With Drug Overdoses Increasing, Medical Offices Respond with Naloxone

Emergency Medications

Every day an average of 130 Americans die from a drug overdose, with opioids involved in over 70% of deaths1. As medical professionals work to minimize the spectrum of risk factors related to patient opioid use, naloxone is emerging as a “must-have” in the increasingly likely event of a patient overdosing at the office.

Data from the Centers for Disease Control and Prevention (CDC) show that drug overdoses killed more than 70,000 Americans in 2019, higher than deaths from HIV, car crashes or gun violence at their annual peaks2. The number of overdose deaths involving opioids (including prescription opioids and illegal opioids like heroin and illicitly manufactured fentanyl) was six times higher than in 1999.

Between the opioid epidemic’s inception in 1999 to 2019, approximately 841,000 lives have been lost to abuse and misuse of these drugs in prescription (e.g., oxycodone, morphine, methadone) and illicit (e.g., heroin, fentanyl) forms.
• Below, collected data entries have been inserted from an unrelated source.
// SPDX-License-Identifier: Apache-2.0 OR MIT
// Recorder over an arbitrary byte stream

use super::{ActorHost, FormatFunc, Recorder, Sink};
use crate::errors::LogError;
use crate::message::LogMessage;
use crate::signal::RecorderHandle;
use std::io::Write;
use std::sync::{Arc, Mutex};

/// Default line layout: short date/time, severity name, content.
pub fn default_stream_format(msg: &LogMessage) -> String {
    format!(
        "{} {} {}",
        msg.time().format("%Y/%m/%d %H:%M:%S"),
        msg.flags().severity(),
        msg.content()
    )
}

struct StreamShared {
    prefix: String,
    format: FormatFunc,
    on_close: Option<Box<dyn FnMut() + Send>>,
}

struct StreamSink {
    writer: Box<dyn Write + Send>,
    shared: Arc<Mutex<StreamShared>>,
}

impl Sink for StreamSink {
    fn open(&mut self) -> Result<(), LogError> {
        // The writer arrives pre-opened; nothing to acquire here.
        Ok(())
    }

    fn write(&mut self, msg: &LogMessage) -> Result<(), LogError> {
        let mut line = {
            let shared = self.shared.lock().unwrap();
            let rendered = (shared.format)(msg);
            if shared.prefix.is_empty() {
                rendered
            } else {
                format!("{} {}", shared.prefix, rendered)
            }
        };
        if !line.ends_with('\n') {
            line.push('\n');
        }
        self.writer.write_all(line.as_bytes())?;
        Ok(())
    }

    fn close(&mut self) {
        let _ = self.writer.flush();
        if let Some(hook) = self.shared.lock().unwrap().on_close.as_mut() {
            hook();
        }
    }
}

/// Recorder writing formatted lines to any `Write` destination (file,
/// stdout, an in-memory buffer). Lines always end with a newline.
pub struct StreamRecorder {
    host: ActorHost<StreamSink>,
    shared: Arc<Mutex<StreamShared>>,
}

impl StreamRecorder {
    pub fn new(writer: impl Write + Send + 'static) -> Self {
        Self::with_prefix(writer, "")
    }

    /// Recorder whose every line is preceded by `prefix`.
    pub fn with_prefix(writer: impl Write + Send + 'static, prefix: impl Into<String>) -> Self {
        let shared = Arc::new(Mutex::new(StreamShared {
            prefix: prefix.into(),
            format: Arc::new(default_stream_format),
            on_close: None,
        }));
        let sink = StreamSink {
            writer: Box::new(writer),
            shared: Arc::clone(&shared),
        };
        Self {
            host: ActorHost::new(sink),
            shared,
        }
    }

    /// Replace the formatter. Takes effect for the next written message.
    pub fn set_format(&self, format: impl Fn(&LogMessage) -> String + Send + Sync + 'static) {
        self.shared.lock().unwrap().format = Arc::new(format);
    }

    /// Replace the line prefix on the fly.
    pub fn set_prefix(&self, prefix: impl Into<String>) {
        self.shared.lock().unwrap().prefix = prefix.into();
    }

    /// Hook executed when the last sink reference is closed.
    pub fn on_close(&self, hook: impl FnMut() + Send + 'static) {
        self.shared.lock().unwrap().on_close = Some(Box::new(hook));
    }
}

impl Recorder for StreamRecorder {
    fn listen(&self) {
        self.host.listen();
    }

    fn is_listening(&self) -> bool {
        self.host.is_listening()
    }

    fn interface(&self) -> RecorderHandle {
        self.host.handle()
    }
}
Hundreds of thousands more are admitted each year to emergency departments or seek life-saving treatments.

When the federal government issued a national public health emergency (PHE) in 2017, the opioid epidemic was declared the worst PHE since the term originated in 2001. With the PHE declaration, Health and Human Services (HHS) announced a 5-Point Strategy To Combat the Opioid Crisis to initiate immediate public health interventions so that millions of current and future opioid users don’t suffer the physical and mental impacts of this epidemic.

Naloxone as a Front-Line Response

One strategy every medical office can deploy to combat the opioid crisis is to be supplied with overdose-reversing drugs such as naloxone. According to the National Institute on Drug Abuse (NIDA), naloxone is a safe medication that is widely used by emergency medical personnel and other first responders to prevent opioid overdose deaths.

Primary care settings have increasingly become a gateway to better care for individuals with both behavioral health (including substance use) as well as primary care needs. Prevention and access to treatment for opioid addiction and overdose reversal drugs are critical to fighting this epidemic.